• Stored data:
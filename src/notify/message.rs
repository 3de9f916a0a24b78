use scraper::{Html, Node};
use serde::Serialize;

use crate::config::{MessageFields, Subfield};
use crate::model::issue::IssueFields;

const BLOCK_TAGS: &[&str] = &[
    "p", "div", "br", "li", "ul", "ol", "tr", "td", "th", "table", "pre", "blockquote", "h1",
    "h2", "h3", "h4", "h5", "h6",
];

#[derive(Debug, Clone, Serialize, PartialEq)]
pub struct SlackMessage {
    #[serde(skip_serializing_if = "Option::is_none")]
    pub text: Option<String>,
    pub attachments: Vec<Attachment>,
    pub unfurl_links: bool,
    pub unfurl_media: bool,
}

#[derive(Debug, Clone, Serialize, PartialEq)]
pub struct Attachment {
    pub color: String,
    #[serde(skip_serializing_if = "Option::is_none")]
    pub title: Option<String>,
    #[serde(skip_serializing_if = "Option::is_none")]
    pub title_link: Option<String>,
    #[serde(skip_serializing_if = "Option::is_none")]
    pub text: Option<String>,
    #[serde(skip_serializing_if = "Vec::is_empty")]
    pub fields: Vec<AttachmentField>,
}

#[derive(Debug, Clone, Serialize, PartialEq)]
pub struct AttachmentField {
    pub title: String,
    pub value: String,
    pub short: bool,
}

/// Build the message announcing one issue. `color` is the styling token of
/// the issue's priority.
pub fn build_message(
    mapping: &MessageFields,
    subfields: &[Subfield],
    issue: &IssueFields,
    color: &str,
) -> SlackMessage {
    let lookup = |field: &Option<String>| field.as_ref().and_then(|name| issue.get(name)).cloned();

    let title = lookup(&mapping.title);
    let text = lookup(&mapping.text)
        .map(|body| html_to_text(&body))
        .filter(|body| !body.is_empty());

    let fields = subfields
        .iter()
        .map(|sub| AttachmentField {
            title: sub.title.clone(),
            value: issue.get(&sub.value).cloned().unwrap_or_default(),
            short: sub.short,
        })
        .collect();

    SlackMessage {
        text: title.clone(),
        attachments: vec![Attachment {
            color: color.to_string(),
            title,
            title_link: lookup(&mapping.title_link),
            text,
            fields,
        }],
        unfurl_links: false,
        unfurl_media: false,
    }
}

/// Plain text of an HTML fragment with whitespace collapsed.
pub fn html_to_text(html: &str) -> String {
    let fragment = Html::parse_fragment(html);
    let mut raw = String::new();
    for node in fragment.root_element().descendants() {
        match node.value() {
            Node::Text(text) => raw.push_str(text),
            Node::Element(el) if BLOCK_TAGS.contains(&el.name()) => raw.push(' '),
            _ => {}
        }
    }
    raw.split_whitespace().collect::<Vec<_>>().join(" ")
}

• ACTIVITY: Lines that contain "mapping" should be pulled from the entries above and reported.

• SOLVED EXERCISE:
    mapping: &MessageFields,
    let title = lookup(&mapping.title);
    let text = lookup(&mapping.text)
            title_link: lookup(&mapping.title_link),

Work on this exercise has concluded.